I went to my first OA meeting many years ago. I already knew someone, so it wasn’t too scary. I liked the meeting, having long ago figured out that food, for me, was an addiction just like alcohol or drugs. (That’s pretty common knowledge now but wasn’t in the 1980s.) How many times had I tried dieting in various forms—paid programs, magazine gimmicks, or my own plans? Fifty times? One hundred? Not until I treated my overeating as an addiction did it all make sense. And what program deals with food addiction? OA.

After the meeting, I spoke with a long timer about being agnostic. She was very patient at first. I told her was a non-believer in God, yet not an atheist. I said I didn’t think I could work a program that insisted on belief in God. She said I needed to listen closely in meetings and pay attention to the actual words in the Big Book and other literature: a Higher Power is a very open concept.

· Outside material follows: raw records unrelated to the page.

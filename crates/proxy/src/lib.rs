//! Backend proxy: loads an OpenAPI document, exposes its operations as MCP
//! tools, and forwards tool calls to the upstream HTTP API.
//!
//! The gateway treats this crate as an opaque peer attached to each session;
//! nothing here knows about sessions or streams.

pub mod error;
pub mod proxy;
pub mod spec;

pub use {
    error::{ProxyError, ValidationError},
    proxy::McpProxy,
    spec::OpenApiSpec,
};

I was still negative. She looked at me and said, emphatically, that a Higher Power could be anything. She knocked on the table sitting between us and said, “A Higher Power can be this table!” I replied, “No, it’s not.”

The lightbulb went on! How could I be certain of what it was not without leaving space for what it might be? And with that thought, it seems, the door was left open to what a Higher Power might be for me. That was the beginning of the reexamination of my faith. Since I did not believe the entire universe was about me, then there was some force out there larger than me. Who? What? That was the fun part to explore. Was it God, Jesus, Allah, Buddha, gravity, nature, or the Universe?

Over the following thirty years, my thoughts and beliefs about a Higher Power have changed, yet they’ve always existed in some form. I’ve had to make that fluidity okay. I will forever be grateful to that woman knocking on the table.